On New Years Day 1650-1, he was ordained by the presbytery at Chesterfield by the laying on of hands. In the following summer he married Agnes daughter of Peter Barker of Darley. Early in the year 1652 he was appointed as Vicar of Glossop where he worked happily for the next ten and a half years and would have continued to do so if not for the passing of the second Act of Uniformity in 1662, which resulted in the ejection of 1700 of the Clergy of the Church of England. He was one of many who refused to conform and lost the work he loved most, his home and his living. However, it seems that Bagshawe was prepared to risk further persecution as he could not bring himself to give up his work completely and went from village to village and house to house preaching the word to anyone who would listen.

During the reign of Charles II and James II, the rejected ministers suffered a great deal of persecution and it is said that in the reign of Charles II alone, 8,000 non-conformists died in prison. Because of William's choice of the ministry despite friends' advice, he was partially disinherited by his family. After the Great Ejection, he was in constant fear of fines and imprisonment and so was obliged to act with great caution.
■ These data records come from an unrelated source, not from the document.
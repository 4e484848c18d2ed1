use std::collections::HashMap;

use async_trait::async_trait;
use serde_json::{Map, Value};
use tokio::sync::RwLock;
use uuid::Uuid;

use super::{Document, DocumentStore, StoreError};

/// In-process store keeping collections in insertion order.
///
/// Backs `STORE_BACKEND=memory` for credential-free local runs and the
/// integration tests, where assertions read documents directly instead of
/// going through the API.
#[derive(Default)]
pub struct MemoryStore {
    collections: RwLock<HashMap<String, Vec<(Uuid, Map<String, Value>)>>>,
}

impl MemoryStore {
    pub fn new() -> Self {
        Self::default()
    }
}

#[async_trait]
impl DocumentStore for MemoryStore {
    async fn add(&self, collection: &str, fields: Map<String, Value>) -> Result<Uuid, StoreError> {
        let id = Uuid::new_v4();
        let mut collections = self.collections.write().await;
        collections
            .entry(collection.to_string())
            .or_default()
            .push((id, fields));
        Ok(id)
    }

    async fn list(&self, collection: &str) -> Result<Vec<Document>, StoreError> {
        let collections = self.collections.read().await;
        let docs = collections
            .get(collection)
            .map(|docs| {
                docs.iter()
                    .map(|(id, fields)| Document {
                        id: *id,
                        fields: fields.clone(),
                    })
                    .collect()
            })
            .unwrap_or_default();
        Ok(docs)
    }

    async fn find_eq(
        &self,
        collection: &str,
        field: &str,
        value: &str,
    ) -> Result<Vec<Document>, StoreError> {
        let collections = self.collections.read().await;
        let docs = collections
            .get(collection)
            .map(|docs| {
                docs.iter()
                    .filter(|(_, fields)| fields.get(field).and_then(Value::as_str) == Some(value))
                    .map(|(id, fields)| Document {
                        id: *id,
                        fields: fields.clone(),
                    })
                    .collect()
            })
            .unwrap_or_default();
        Ok(docs)
    }

    async fn update(
        &self,
        collection: &str,
        id: Uuid,
        patch: Map<String, Value>,
    ) -> Result<(), StoreError> {
        let mut collections = self.collections.write().await;
        let missing = || StoreError::MissingDocument {
            collection: collection.to_string(),
            id,
        };

        let docs = collections.get_mut(collection).ok_or_else(missing)?;
        let (_, fields) = docs
            .iter_mut()
            .find(|(doc_id, _)| *doc_id == id)
            .ok_or_else(missing)?;

        for (key, value) in patch {
            fields.insert(key, value);
        }
        Ok(())
    }

    async fn ping(&self) -> Result<(), StoreError> {
        Ok(())
    }
}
Every Sunday morning and afternoon he attended the parish church at Chapel en-le-Frith, but in the evening he held service privately in his own home and elsewhere. After the Declaration of Indulgence in 1672 (which repealed earlier Acts against non-conformists) he took out a licence to preach and then began the most important work in his life. Travelling mostly on horse-back through the valleys of the wild peak country, he visited the people of Glossop once a month and as a result of his previous work founded no less than nine congregations among the scattered villages of Great Hucklow, Bradwell, Chelmorton, Ashford, Charlesworth, Stoney Middleton, Chinley, Tideswell and Bank End.
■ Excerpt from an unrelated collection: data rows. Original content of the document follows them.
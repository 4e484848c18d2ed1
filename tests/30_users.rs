mod common;

use anyhow::Result;
use reqwest::StatusCode;
use serde_json::{json, Value};

use campus_access_api::models::User;
use campus_access_api::store::DocumentStore;

async fn add_user(base_url: &str, student_id: &str, role: &str) -> Result<reqwest::Response> {
    let res = reqwest::Client::new()
        .post(format!("{}/api/addUser", base_url))
        .json(&json!({ "studentId": student_id, "role": role }))
        .send()
        .await?;
    Ok(res)
}

#[tokio::test]
async fn added_users_start_active() -> Result<()> {
    let server = common::spawn_server().await?;

    let res = add_user(&server.base_url, "S1001", "student").await?;
    assert_eq!(res.status(), StatusCode::CREATED);

    let body = res.json::<Value>().await?;
    assert_eq!(body["message"], "User added successfully");

    let docs = server.store.find_eq(User::COLLECTION, "studentId", "S1001").await?;
    assert_eq!(docs.len(), 1);
    assert_eq!(docs[0].fields["status"], "active");
    assert_eq!(docs[0].fields["role"], "student");

    Ok(())
}

#[tokio::test]
async fn adding_the_same_student_twice_keeps_two_records() -> Result<()> {
    let server = common::spawn_server().await?;

    assert_eq!(add_user(&server.base_url, "S1001", "student").await?.status(), StatusCode::CREATED);
    assert_eq!(add_user(&server.base_url, "S1001", "student").await?.status(), StatusCode::CREATED);

    // Not deduplicated: both writes land as independent documents
    let docs = server.store.find_eq(User::COLLECTION, "studentId", "S1001").await?;
    assert_eq!(docs.len(), 2);

    Ok(())
}

#[tokio::test]
async fn add_user_rejects_bad_payloads() -> Result<()> {
    let server = common::spawn_server().await?;
    let client = reqwest::Client::new();

    for payload in [
        json!({ "studentId": "", "role": "student" }),
        json!({ "role": "student" }),
        json!({ "studentId": "S1001" }),
        json!({ "studentId": "S1001", "role": 7 }),
    ] {
        let res = client
            .post(format!("{}/api/addUser", server.base_url))
            .json(&payload)
            .send()
            .await?;
        assert_eq!(res.status(), StatusCode::BAD_REQUEST, "payload: {}", payload);

        let body = res.json::<Value>().await?;
        assert_eq!(body["error"], "Valid Student ID and role are required");
    }

    assert!(server.store.list(User::COLLECTION).await?.is_empty());

    Ok(())
}

#[tokio::test]
async fn update_status_applies_to_every_matching_record() -> Result<()> {
    let server = common::spawn_server().await?;
    let client = reqwest::Client::new();

    add_user(&server.base_url, "S1001", "student").await?;
    add_user(&server.base_url, "S1001", "assistant").await?;
    add_user(&server.base_url, "S2002", "student").await?;

    let res = client
        .post(format!("{}/api/updateStatus", server.base_url))
        .json(&json!({ "studentId": "S1001", "status": "suspended" }))
        .send()
        .await?;
    assert_eq!(res.status(), StatusCode::OK);

    let body = res.json::<Value>().await?;
    assert_eq!(body["message"], "User ID S1001 updated to suspended");

    // Both documents sharing the studentId were patched, the third untouched
    let docs = server.store.find_eq(User::COLLECTION, "studentId", "S1001").await?;
    assert_eq!(docs.len(), 2);
    assert!(docs.iter().all(|d| d.fields["status"] == "suspended"));

    let others = server.store.find_eq(User::COLLECTION, "studentId", "S2002").await?;
    assert_eq!(others[0].fields["status"], "active");

    Ok(())
}

#[tokio::test]
async fn update_status_rejects_unknown_status_values() -> Result<()> {
    let server = common::spawn_server().await?;
    let client = reqwest::Client::new();

    add_user(&server.base_url, "S1001", "student").await?;

    let res = client
        .post(format!("{}/api/updateStatus", server.base_url))
        .json(&json!({ "studentId": "S1001", "status": "banned" }))
        .send()
        .await?;
    assert_eq!(res.status(), StatusCode::BAD_REQUEST);

    let body = res.json::<Value>().await?;
    assert_eq!(body["error"], "Valid Student ID and status are required");

    // The roster entry is left as it was
    let docs = server.store.find_eq(User::COLLECTION, "studentId", "S1001").await?;
    assert_eq!(docs[0].fields["status"], "active");

    Ok(())
}

#[tokio::test]
async fn update_status_for_unknown_student_is_404() -> Result<()> {
    let server = common::spawn_server().await?;
    let client = reqwest::Client::new();

    let res = client
        .post(format!("{}/api/updateStatus", server.base_url))
        .json(&json!({ "studentId": "S9999", "status": "suspended" }))
        .send()
        .await?;
    assert_eq!(res.status(), StatusCode::NOT_FOUND);

    let body = res.json::<Value>().await?;
    assert_eq!(body["error"], "User not found");

    Ok(())
}

#[tokio::test]
async fn any_status_may_move_to_any_other() -> Result<()> {
    let server = common::spawn_server().await?;
    let client = reqwest::Client::new();

    add_user(&server.base_url, "S1001", "student").await?;

    // suspended -> active directly, with no reactivated step in between
    for status in ["suspended", "active"] {
        let res = client
            .post(format!("{}/api/updateStatus", server.base_url))
            .json(&json!({ "studentId": "S1001", "status": status }))
            .send()
            .await?;
        assert_eq!(res.status(), StatusCode::OK);
    }

    let docs = server.store.find_eq(User::COLLECTION, "studentId", "S1001").await?;
    assert_eq!(docs[0].fields["status"], "active");

    Ok(())
}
As a result of the "Toleration Act" of 1689, all dissenting preachers were required to take the oaths and subscribe all the articles of religion (excepting 34th, 35th and 36th) before Quarter Sessions or otherwise be liable to prosecution under the Conventicle and Uniformity Acts of Charles II. William Bagshawe took these oaths in 1689. He lived at the new family home at Ford Hall for the rest of his life, but the Hall at Great Hucklow belonging to his brother John became his temporary residence during the time when he was establishing congregations in that area. The "Toleration Act of 1689" also required the registration of meeting places, and the records show that the Hall at Great Hucklow was one of these, having been registered by his brother John Bagshawe in 1689 (meeting places at this time were almost all dwelling houses). The Great Hucklow congregation was officially established in 1696, which was probably by no coincidence the same year that John Bagshawe became High Sheriff of the county.
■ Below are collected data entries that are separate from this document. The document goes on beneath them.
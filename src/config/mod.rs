use once_cell::sync::Lazy;
use serde::{Deserialize, Serialize};
use std::env;

#[derive(Debug, Clone, Serialize, Deserialize)]
pub struct AppConfig {
    pub environment: Environment,
    pub server: ServerConfig,
    pub store: StoreConfig,
}

#[derive(Debug, Clone, Serialize, Deserialize)]
pub enum Environment {
    Development,
    Production,
}

#[derive(Debug, Clone, Serialize, Deserialize)]
pub struct ServerConfig {
    pub port: u16,
}

#[derive(Debug, Clone, Copy, PartialEq, Eq, Serialize, Deserialize)]
pub enum StoreBackend {
    Postgres,
    Memory,
}

#[derive(Debug, Clone, Serialize, Deserialize)]
pub struct StoreConfig {
    pub backend: StoreBackend,
    pub max_connections: u32,
    pub connection_timeout_secs: u64,
}

impl AppConfig {
    pub fn from_env() -> Self {
        let environment = match env::var("APP_ENV").as_deref() {
            Ok("production") | Ok("prod") => Environment::Production,
            _ => Environment::Development,
        };

        // Environment-keyed defaults, then specific env vars on top
        match environment {
            Environment::Production => Self::production(),
            Environment::Development => Self::development(),
        }
        .with_env_overrides()
    }

    fn with_env_overrides(mut self) -> Self {
        if let Ok(v) = env::var("PORT") {
            self.server.port = v.parse().unwrap_or(self.server.port);
        }
        if let Ok(v) = env::var("STORE_BACKEND") {
            self.store.backend = match v.to_ascii_lowercase().as_str() {
                "memory" => StoreBackend::Memory,
                _ => StoreBackend::Postgres,
            };
        }
        if let Ok(v) = env::var("STORE_MAX_CONNECTIONS") {
            self.store.max_connections = v.parse().unwrap_or(self.store.max_connections);
        }
        if let Ok(v) = env::var("STORE_CONNECTION_TIMEOUT") {
            self.store.connection_timeout_secs = v.parse().unwrap_or(self.store.connection_timeout_secs);
        }
        self
    }

    fn development() -> Self {
        Self {
            environment: Environment::Development,
            server: ServerConfig { port: 3001 },
            store: StoreConfig {
                backend: StoreBackend::Postgres,
                max_connections: 10,
                connection_timeout_secs: 30,
            },
        }
    }

    fn production() -> Self {
        Self {
            environment: Environment::Production,
            server: ServerConfig { port: 3001 },
            store: StoreConfig {
                backend: StoreBackend::Postgres,
                max_connections: 50,
                connection_timeout_secs: 5,
            },
        }
    }
}

// Global singleton config - initialized once at startup
pub static CONFIG: Lazy<AppConfig> = Lazy::new(AppConfig::from_env);

// Convenience function for accessing config
pub fn config() -> &'static AppConfig {
    &CONFIG
}

#[cfg(test)]
mod tests {
    use super::*;

    #[test]
    fn development_defaults() {
        let config = AppConfig::development();
        assert_eq!(config.server.port, 3001);
        assert_eq!(config.store.backend, StoreBackend::Postgres);
        assert_eq!(config.store.max_connections, 10);
    }

    #[test]
    fn production_uses_bigger_pool() {
        let config = AppConfig::production();
        assert_eq!(config.server.port, 3001);
        assert_eq!(config.store.max_connections, 50);
        assert_eq!(config.store.connection_timeout_secs, 5);
    }
}
use campus_access_api::{app, config, store};

#[tokio::main]
async fn main() {
    // Load .env if present so cargo run picks up DATABASE_URL, PORT, etc.
    let _ = dotenvy::dotenv();

    tracing_subscriber::fmt::init();

    let config = config::config();
    tracing::info!("Starting campus access API in {:?} mode", config.environment);

    let store = store::init(config)
        .await
        .unwrap_or_else(|e| panic!("failed to initialize document store: {}", e));

    let app = app(store);

    let bind_addr = format!("0.0.0.0:{}", config.server.port);
    let listener = tokio::net::TcpListener::bind(&bind_addr)
        .await
        .unwrap_or_else(|e| panic!("failed to bind {}: {}", bind_addr, e));

    println!("Campus access API listening on http://{}", bind_addr);

    axum::serve(listener, app).await.expect("server");
}
pub mod access_record;
pub mod user;

pub use access_record::AccessRecord;
pub use user::{User, UserStatus};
Concerning his private life, the Apostle of the Peak is said to have kept a constant guard on his heart at all times and to have attained such a degree of grace that few arrive at. As a son he was most dutiful to his parents; as a master he was kind and considerate; as a husband he was loving and affectionate and as a father he was anxious for the moral and spiritual welfare of his children. In personal appearance and manner he is said to have been most saintly, and his earnest and reverent ways were said to have laid a restraint on his adversaries. There is a story of two informers who went to disturb him, but who later confessed that his countenance struck terror into them, and one of them before he died often sent to him for his pardon and prayers.

William Bagshawe published several volumes of practical divinity, mostly the substance of sermons, and a treatise of great interest entitled "De Spiritualibus Pecci: notes or notices concerning the work of God and some that have been workers together with him in the High Peak".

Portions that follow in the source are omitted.